[Stored data entries]

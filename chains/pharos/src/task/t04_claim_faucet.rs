use crate::api::FaucetStatus;
use crate::report::{Step, StepRecord, StepStatus};
use crate::task::{AccountStep, TaskContext};
use async_trait::async_trait;
use tracing::{error, info, warn};

pub struct ClaimFaucetTask;

#[async_trait]
impl AccountStep for ClaimFaucetTask {
    fn step(&self) -> Step {
        Step::Faucet
    }

    async fn run(&self, ctx: &mut TaskContext<'_>) -> StepRecord {
        let address = ctx.address();
        match ctx.api.claim_faucet(address).await {
            FaucetStatus::Claimed => {
                info!("Faucet successfully claimed!");
                StepRecord::completed(Step::Faucet)
            }
            FaucetStatus::Rejected(msg) => {
                warn!("Faucet claim rejected: {}", msg);
                StepRecord::new(Step::Faucet, StepStatus::Skipped(format!("rejected: {}", msg)))
            }
            FaucetStatus::Failed(reason) => {
                error!("Faucet claim failed: {}", reason);
                StepRecord::failed(Step::Faucet, reason)
            }
        }
    }
}
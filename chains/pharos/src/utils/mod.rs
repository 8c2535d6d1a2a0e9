pub mod amount;

pub use amount::*;
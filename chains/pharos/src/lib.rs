pub mod api;
pub mod batch;
pub mod bot;
pub mod config;
pub mod contracts;
pub mod error;
pub mod ledger;
pub mod report;
pub mod sequence;
pub mod task;
pub mod utils;

pub use batch::{exit_status, run_batch, ExitStatus, Tally};
pub use bot::PharosTask;
pub use config::PharosConfig;
pub use error::BotError;
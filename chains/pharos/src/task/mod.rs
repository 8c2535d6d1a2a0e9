use crate::api::RewardsApi;
use crate::config::{Contracts, PharosConfig};
use crate::ledger::LedgerClient;
use crate::report::{Step, StepRecord};
use async_trait::async_trait;
use ethers::types::Address;

pub mod t01_login;
pub mod t02_profile;
pub mod t03_check_in;
pub mod t04_claim_faucet;
pub mod t05_swap_token;
pub mod t06_send_native;
pub mod t07_stake;

pub use self::t01_login::LoginTask;
pub use self::t02_profile::ProfileTask;
pub use self::t03_check_in::CheckInTask;
pub use self::t04_claim_faucet::ClaimFaucetTask;
pub use self::t05_swap_token::SwapTokenTask;
pub use self::t06_send_native::SendNativeTask;
pub use self::t07_stake::StakeTask;

/// Everything a step may touch for one account
pub struct TaskContext<'a> {
    pub config: &'a PharosConfig,
    pub contracts: Contracts,
    pub ledger: &'a dyn LedgerClient,
    pub api: &'a mut dyn RewardsApi,
    /// Task points from the most recent profile fetch
    pub points: Option<u64>,
}

impl<'a> TaskContext<'a> {
    pub fn new(
        config: &'a PharosConfig,
        contracts: Contracts,
        ledger: &'a dyn LedgerClient,
        api: &'a mut dyn RewardsApi,
    ) -> Self {
        Self {
            config,
            contracts,
            ledger,
            api,
            points: None,
        }
    }

    pub fn address(&self) -> Address {
        self.ledger.address()
    }
}

/// A single step of the account sequence. Errors never escape: the outcome
/// is always a `StepRecord`.
#[async_trait]
pub trait AccountStep: Send + Sync {
    fn step(&self) -> Step;

    async fn run(&self, ctx: &mut TaskContext<'_>) -> StepRecord;
}
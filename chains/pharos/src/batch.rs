use crate::report::RunReport;
use core_logic::{AccountTask, BatchRunner, BatchSummary, CoreError, WalletManager};
use std::path::Path;
use std::time::Duration;
use tracing::{info, warn};

/// Process exit status of one bot invocation.
#[derive(Debug, Clone, Copy, PartialEq, Eq)]
pub enum ExitStatus {
    Completed,
    NoCredentials,
    InvalidConfig,
}

impl ExitStatus {
    pub fn code(self) -> u8 {
        match self {
            ExitStatus::Completed => 0,
            ExitStatus::NoCredentials => 1,
            ExitStatus::InvalidConfig => 2,
        }
    }
}

/// Loads the key file and runs `task` over every key in order.
///
/// A missing or empty key file is the only error; per-account failures are
/// recorded in the summary.
pub async fn run_batch<T: AccountTask>(
    task: &T,
    keys_path: impl AsRef<Path>,
    pause: Duration,
) -> Result<BatchSummary<T::Report>, CoreError> {
    let manager = WalletManager::load(keys_path)?;
    info!("Found {} wallets.", manager.count());

    for (label, key) in manager.list_wallets().iter().zip(manager.keys()) {
        if let Err(e) = WalletManager::check_key_format(key) {
            warn!("{}: {}", label, e);
        }
    }

    Ok(BatchRunner::new(pause).run(task, manager.keys()).await)
}

pub fn exit_status<R>(result: &Result<BatchSummary<R>, CoreError>) -> ExitStatus {
    match result {
        Ok(_) => ExitStatus::Completed,
        Err(_) => ExitStatus::NoCredentials,
    }
}

/// Per-account outcome counts. An account whose login failed ran but did
/// not complete, so it is counted apart from the finished ones.
#[derive(Debug, Clone, Copy, Default, PartialEq, Eq)]
pub struct Tally {
    pub done: usize,
    pub aborted: usize,
    pub failed: usize,
}

impl Tally {
    pub fn of(summary: &BatchSummary<RunReport>) -> Self {
        let aborted = summary
            .completed
            .iter()
            .filter(|(_, report)| report.is_aborted())
            .count();
        Self {
            done: summary.completed.len() - aborted,
            aborted,
            failed: summary.failed.len(),
        }
    }

    pub fn total(&self) -> usize {
        self.done + self.aborted + self.failed
    }
}
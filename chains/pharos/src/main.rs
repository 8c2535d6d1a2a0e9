use clap::Parser;
use colored::Colorize;
use core_logic::{setup_logger, WalletManager};
use dotenv::dotenv;
use pharos_bot::{exit_status, run_batch, ExitStatus, PharosConfig, PharosTask, Tally};
use std::process::ExitCode;
use tracing::{error, info, warn};

#[derive(Parser, Debug)]
#[command(author, version, about = "Pharos testnet rewards bot", long_about = None)]
struct Args {
    /// Path to config.toml
    #[arg(short, long, default_value = "config.toml")]
    config: String,

    /// Line-delimited private keys
    #[arg(short, long, default_value = WalletManager::DEFAULT_FILE)]
    keys: String,
}

fn banner() {
    println!("{}", "=================================================".cyan());
    println!("{}", "            Pharos Testnet Rewards Bot".cyan().bold());
    println!("{}", "=================================================".cyan());
}

#[tokio::main]
async fn main() -> ExitCode {
    dotenv().ok();
    let args = Args::parse();

    let config = match PharosConfig::load(&args.config) {
        Ok(c) => c,
        Err(e) => {
            eprintln!("{} {:#}", "Failed to load config:".red(), e);
            return ExitCode::from(ExitStatus::InvalidConfig.code());
        }
    };

    // Keep guard alive for file logging
    let _log_guard = setup_logger(&config.logging);
    banner();

    ExitCode::from(run(args, config).await.code())
}

async fn run(args: Args, config: PharosConfig) -> ExitStatus {
    info!("Loaded config from: {}", args.config);
    info!(
        "Chain ID: {} | RPC: {} | API: {}",
        config.network.chain_id, config.network.rpc_url, config.network.api_base_url
    );

    let pause = config.account_pause();
    let task = PharosTask::new(config);
    let result = run_batch(&task, &args.keys, pause).await;

    match &result {
        Ok(summary) => {
            for (index, report) in &summary.completed {
                info!("Wallet #{:03}: {}", index + 1, report.summary());
            }
            for (index, reason) in &summary.failed {
                warn!("Wallet #{:03} failed: {}", index + 1, reason);
            }

            let tally = Tally::of(summary);
            info!(
                "Done: {}/{} wallets completed, {} aborted at login, {} failed in {:.0?}",
                tally.done,
                tally.total(),
                tally.aborted,
                tally.failed,
                summary.elapsed
            );
        }
        Err(e) => error!("Failed to load private keys: {}", e),
    }

    exit_status(&result)
}
use crate::error::{ConfigError, CoreError, WalletError};
use std::fmt;
use std::fs;
use std::path::Path;
use zeroize::{Zeroize, ZeroizeOnDrop};

/// A raw private key as read from the credential file.
///
/// Zeroized on drop and never printed.
#[derive(Clone, PartialEq, Eq, Zeroize, ZeroizeOnDrop)]
pub struct SecretKey(String);

impl SecretKey {
    pub fn new(key: impl Into<String>) -> Self {
        Self(key.into())
    }

    pub fn expose(&self) -> &str {
        &self.0
    }
}

impl fmt::Debug for SecretKey {
    fn fmt(&self, f: &mut fmt::Formatter<'_>) -> fmt::Result {
        f.write_str("SecretKey(***REDACTED***)")
    }
}

/// Line-delimited credential list.
#[derive(Debug, Default)]
pub struct WalletManager {
    keys: Vec<SecretKey>,
}

impl WalletManager {
    pub const DEFAULT_FILE: &'static str = "privateKeys.txt";

    /// Reads keys from `path`, one per line.
    pub fn from_file(path: impl AsRef<Path>) -> Result<Self, ConfigError> {
        let path = path.as_ref();
        if !path.exists() {
            return Err(ConfigError::FileNotFound {
                path: path.display().to_string(),
            });
        }

        let content = fs::read_to_string(path).map_err(|e| ConfigError::IoError {
            path: path.display().to_string(),
            msg: e.to_string(),
        })?;

        Ok(Self::parse(&content))
    }

    /// Like `from_file`, but an empty key list is an error too.
    pub fn load(path: impl AsRef<Path>) -> Result<Self, CoreError> {
        let path = path.as_ref();
        let manager = Self::from_file(path)?;
        if manager.is_empty() {
            return Err(WalletError::Empty {
                path: path.display().to_string(),
            }
            .into());
        }
        Ok(manager)
    }

    /// Trims every line and keeps the ones that are neither blank nor
    /// `#` comments, in file order.
    pub fn parse(content: &str) -> Self {
        let keys = content
            .lines()
            .map(str::trim)
            .filter(|line| !line.is_empty() && !line.starts_with('#'))
            .map(SecretKey::new)
            .collect();

        Self { keys }
    }

    /// Returns the number of available wallets
    pub fn count(&self) -> usize {
        self.keys.len()
    }

    pub fn is_empty(&self) -> bool {
        self.keys.is_empty()
    }

    pub fn keys(&self) -> &[SecretKey] {
        &self.keys
    }

    /// Display labels (`Wallet 001`, ...) without touching key material
    pub fn list_wallets(&self) -> Vec<String> {
        (0..self.keys.len())
            .map(|i| format!("Wallet {:03}", i + 1))
            .collect()
    }

    /// Shape check for an EVM hex private key, with or without `0x`.
    pub fn check_key_format(key: &SecretKey) -> Result<(), WalletError> {
        let raw = key.expose();
        let hex_part = raw.strip_prefix("0x").unwrap_or(raw);
        if !hex_part.chars().all(|c| c.is_ascii_hexdigit()) {
            return Err(WalletError::InvalidKeyFormat);
        }
        if hex_part.len() != 64 {
            return Err(WalletError::InvalidKeyLength {
                length: hex_part.len(),
            });
        }
        Ok(())
    }
}
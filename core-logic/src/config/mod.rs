use crate::error::ConfigError;
use serde::{Deserialize, Serialize};

/// Inclusive `[min, max]` range. Deserializes from a two element array,
/// e.g. `delay = [3, 10]`.
#[derive(Debug, Clone, Copy, PartialEq, Serialize, Deserialize)]
#[serde(from = "(T, T)", into = "(T, T)")]
pub struct Bounds<T: Copy> {
    pub min: T,
    pub max: T,
}

impl<T: Copy> From<(T, T)> for Bounds<T> {
    fn from((min, max): (T, T)) -> Self {
        Self { min, max }
    }
}

impl<T: Copy> From<Bounds<T>> for (T, T) {
    fn from(b: Bounds<T>) -> Self {
        (b.min, b.max)
    }
}

impl<T: Copy + PartialOrd> Bounds<T> {
    pub fn new(min: T, max: T) -> Self {
        Self { min, max }
    }

    pub fn fixed(value: T) -> Self {
        Self {
            min: value,
            max: value,
        }
    }

    pub fn contains(&self, value: T) -> bool {
        self.min <= value && value <= self.max
    }

    pub fn is_ordered(&self) -> bool {
        self.min <= self.max
    }

    /// Fails with `InvalidValue` when `min > max`.
    pub fn validate(&self, field: &str) -> Result<(), ConfigError>
    where
        T: std::fmt::Debug,
    {
        if self.is_ordered() {
            Ok(())
        } else {
            Err(ConfigError::InvalidValue {
                field: field.to_string(),
                reason: format!("min {:?} is greater than max {:?}", self.min, self.max),
            })
        }
    }
}

#[derive(Debug, Clone, Serialize, Deserialize)]
pub struct ProxyConfig {
    pub url: String,
    pub username: Option<String>,
    pub password: Option<String>,
}

/// Logger settings. `level` is a `tracing` directive such as `info` or
/// `pharos_bot=debug`; `RUST_LOG` takes precedence when set.
#[derive(Debug, Clone, Serialize, Deserialize)]
#[serde(default)]
pub struct LogConfig {
    pub level: String,
    pub directory: String,
    pub file: bool,
}

impl Default for LogConfig {
    fn default() -> Self {
        Self {
            level: "info".to_string(),
            directory: "logs".to_string(),
            file: true,
        }
    }
}
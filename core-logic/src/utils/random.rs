//! Random values and jittered pauses between network actions.

use crate::config::Bounds;
use rand::Rng;
use std::time::Duration;

/// Uniform integer in `[min, max]`.
pub fn random_u64(bounds: &Bounds<u64>) -> u64 {
    if bounds.min >= bounds.max {
        return bounds.min;
    }
    rand::thread_rng().gen_range(bounds.min..=bounds.max)
}

/// Uniform float in `[min, max]`.
pub fn random_f64(bounds: &Bounds<f64>) -> f64 {
    if bounds.min >= bounds.max {
        return bounds.min;
    }
    rand::thread_rng().gen_range(bounds.min..=bounds.max)
}

/// Pick a delay of whole seconds from `bounds`.
pub fn random_delay(bounds_secs: &Bounds<u64>) -> Duration {
    Duration::from_secs(random_u64(bounds_secs))
}

/// Sleep for a random number of seconds within `bounds_secs` and return the
/// duration slept.
pub async fn random_wait(bounds_secs: &Bounds<u64>) -> Duration {
    let delay = random_delay(bounds_secs);
    if !delay.is_zero() {
        tracing::debug!("Waiting {}s...", delay.as_secs());
        tokio::time::sleep(delay).await;
    }
    delay
}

EXERCISE: Report how many lines in the entries hold the string "InvalidConfig". Nothing but the number is wanted.

WORKED SOLUTION: 3